> [WHAT YOU SHOULD DO] A word-for-word repetition of all the entries is needed.

.....

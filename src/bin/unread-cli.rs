#![deny(clippy::all)]
#![warn(clippy::pedantic)]
#![warn(clippy::nursery)]
#![allow(clippy::missing_errors_doc, clippy::missing_panics_doc)]

//! CLI printing the unread count of every configured IMAP account

use clap::Parser;
use mail_unread_checker::{AccountCheckOrchestrator, AccountConfig, CheckResult, Report};
use serde::Serialize;
use std::path::PathBuf;
use tracing_subscriber::EnvFilter;

#[derive(Parser)]
#[command(name = "unread-cli")]
#[command(about = "Show unread message counts for one or more IMAP accounts")]
struct Args {
    /// JSON file listing the accounts to check. Without it, a single
    /// account is read from the IMAP_* environment variables.
    #[arg(long)]
    accounts: Option<PathBuf>,

    /// Check all accounts at the same time
    #[arg(long)]
    parallel: bool,

    /// Output as JSON
    #[arg(long)]
    json: bool,
}

#[derive(Serialize)]
struct ReportLine<'a> {
    account: &'a str,
    unread: Option<usize>,
    error: Option<String>,
}

impl<'a> From<&'a CheckResult> for ReportLine<'a> {
    fn from(result: &'a CheckResult) -> Self {
        Self {
            account: &result.account,
            unread: result.unread(),
            error: result.error().map(ToString::to_string),
        }
    }
}

#[tokio::main]
async fn main() -> anyhow::Result<()> {
    tracing_subscriber::fmt()
        .with_env_filter(EnvFilter::from_default_env())
        .with_writer(std::io::stderr)
        .init();

    let args = Args::parse();
    let configs = match &args.accounts {
        Some(path) => mail_unread_checker::load_accounts(path)?,
        None => vec![AccountConfig::from_env()?],
    };

    let mut orchestrator =
        AccountCheckOrchestrator::from_configs(configs).disconnect_after_check(true);

    let report = if args.parallel {
        orchestrator.check_all_concurrent().await
    } else {
        orchestrator.check_all().await
    };

    if args.json {
        let lines: Vec<ReportLine<'_>> = report.iter().map(ReportLine::from).collect();
        println!("{}", serde_json::to_string_pretty(&lines)?);
    } else {
        print_report(&report);
    }

    Ok(())
}

fn print_report(report: &Report) {
    if report.is_empty() {
        println!("No accounts configured.");
        return;
    }

    for result in report {
        match &result.outcome {
            Ok(count) => println!("{}: {count} unread", result.account),
            Err(e) => println!("{}: error: {e}", result.account),
        }
    }

    println!(
        "\n{} unread across {} account(s), {} failed",
        report.total_unread(),
        report.len(),
        report.failures()
    );
}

.....

> [RESULT FOR THIS EXERCISE]
filename src/bin/unread-cli.rs
#![deny(clippy::all)]
#![warn(clippy::pedantic)]
#![warn(clippy::nursery)]
#![allow(clippy::missing_errors_doc, clippy::missing_panics_doc)]

//! CLI printing the unread count of every configured IMAP account

use clap::Parser;
use mail_unread_checker::{AccountCheckOrchestrator, AccountConfig, CheckResult, Report};
use serde::Serialize;
use std::path::PathBuf;
use tracing_subscriber::EnvFilter;

#[derive(Parser)]
#[command(name = "unread-cli")]
#[command(about = "Show unread message counts for one or more IMAP accounts")]
struct Args {
    /// JSON file listing the accounts to check. Without it, a single
    /// account is read from the IMAP_* environment variables.
    #[arg(long)]
    accounts: Option<PathBuf>,

    /// Check all accounts at the same time
    #[arg(long)]
    parallel: bool,

    /// Output as JSON
    #[arg(long)]
    json: bool,
}

#[derive(Serialize)]
struct ReportLine<'a> {
    account: &'a str,
    unread: Option<usize>,
    error: Option<String>,
}

impl<'a> From<&'a CheckResult> for ReportLine<'a> {
    fn from(result: &'a CheckResult) -> Self {
        Self {
            account: &result.account,
            unread: result.unread(),
            error: result.error().map(ToString::to_string),
        }
    }
}

#[tokio::main]
async fn main() -> anyhow::Result<()> {
    tracing_subscriber::fmt()
        .with_env_filter(EnvFilter::from_default_env())
        .with_writer(std::io::stderr)
        .init();

    let args = Args::parse();
    let configs = match &args.accounts {
        Some(path) => mail_unread_checker::load_accounts(path)?,
        None => vec![AccountConfig::from_env()?],
    };

    let mut orchestrator =
        AccountCheckOrchestrator::from_configs(configs).disconnect_after_check(true);

    let report = if args.parallel {
        orchestrator.check_all_concurrent().await
    } else {
        orchestrator.check_all().await
    };

    if args.json {
        let lines: Vec<ReportLine<'_>> = report.iter().map(ReportLine::from).collect();
        println!("{}", serde_json::to_string_pretty(&lines)?);
    } else {
        print_report(&report);
    }

    Ok(())
}

fn print_report(report: &Report) {
    if report.is_empty() {
        println!("No accounts configured.");
        return;
    }

    for result in report {
        match &result.outcome {
            Ok(count) => println!("{}: {count} unread", result.account),
            Err(e) => println!("{}: error: {e}", result.account),
        }
    }

    println!(
        "\n{} unread across {} account(s), {} failed",
        report.total_unread(),
        report.len(),
        report.failures()
    );
}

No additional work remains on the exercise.